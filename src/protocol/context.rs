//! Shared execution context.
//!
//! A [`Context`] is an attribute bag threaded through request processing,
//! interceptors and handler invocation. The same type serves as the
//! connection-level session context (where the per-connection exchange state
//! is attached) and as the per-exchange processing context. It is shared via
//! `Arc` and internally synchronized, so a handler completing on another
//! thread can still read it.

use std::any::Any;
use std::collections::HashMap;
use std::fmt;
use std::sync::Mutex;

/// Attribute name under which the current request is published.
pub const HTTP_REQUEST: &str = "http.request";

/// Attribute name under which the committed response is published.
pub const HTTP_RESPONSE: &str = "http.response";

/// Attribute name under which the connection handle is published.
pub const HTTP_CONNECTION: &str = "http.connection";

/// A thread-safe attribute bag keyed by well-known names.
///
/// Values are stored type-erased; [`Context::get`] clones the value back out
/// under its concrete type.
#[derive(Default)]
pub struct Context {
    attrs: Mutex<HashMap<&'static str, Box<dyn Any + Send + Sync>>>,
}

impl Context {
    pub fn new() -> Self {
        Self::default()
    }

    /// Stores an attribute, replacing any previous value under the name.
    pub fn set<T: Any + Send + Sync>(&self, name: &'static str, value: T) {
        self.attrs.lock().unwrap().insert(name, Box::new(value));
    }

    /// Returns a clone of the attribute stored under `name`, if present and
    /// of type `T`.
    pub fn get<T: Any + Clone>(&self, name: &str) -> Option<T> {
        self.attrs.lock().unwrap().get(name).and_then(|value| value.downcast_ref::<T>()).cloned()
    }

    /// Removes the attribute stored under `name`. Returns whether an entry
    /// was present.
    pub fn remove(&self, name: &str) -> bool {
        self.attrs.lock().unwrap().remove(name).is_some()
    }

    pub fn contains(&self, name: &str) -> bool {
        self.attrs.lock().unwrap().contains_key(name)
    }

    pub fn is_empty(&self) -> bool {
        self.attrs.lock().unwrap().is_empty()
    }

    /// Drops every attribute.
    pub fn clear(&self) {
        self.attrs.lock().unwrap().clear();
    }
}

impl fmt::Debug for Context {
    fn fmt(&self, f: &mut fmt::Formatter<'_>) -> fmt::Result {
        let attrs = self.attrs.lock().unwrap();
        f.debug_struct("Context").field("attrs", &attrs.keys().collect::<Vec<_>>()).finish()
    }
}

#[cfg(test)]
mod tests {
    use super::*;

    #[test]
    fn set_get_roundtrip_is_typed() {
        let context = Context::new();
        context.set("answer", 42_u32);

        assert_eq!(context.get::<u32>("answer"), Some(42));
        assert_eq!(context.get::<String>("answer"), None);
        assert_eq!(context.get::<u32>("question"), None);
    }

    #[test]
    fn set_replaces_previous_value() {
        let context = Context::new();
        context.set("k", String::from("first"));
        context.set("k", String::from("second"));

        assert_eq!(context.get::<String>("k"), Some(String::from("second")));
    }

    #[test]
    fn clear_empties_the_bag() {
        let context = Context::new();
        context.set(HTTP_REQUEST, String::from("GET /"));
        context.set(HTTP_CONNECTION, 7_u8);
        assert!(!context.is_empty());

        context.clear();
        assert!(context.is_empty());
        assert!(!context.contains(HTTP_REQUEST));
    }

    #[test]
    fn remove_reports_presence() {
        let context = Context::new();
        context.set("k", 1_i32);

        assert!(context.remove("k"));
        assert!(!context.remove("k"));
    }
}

Assignment: Check each line of the records above for the string "const", and report every line that has it.

Exercise result:
pub const HTTP_REQUEST: &str = "http.request";
pub const HTTP_RESPONSE: &str = "http.response";
pub const HTTP_CONNECTION: &str = "http.connection";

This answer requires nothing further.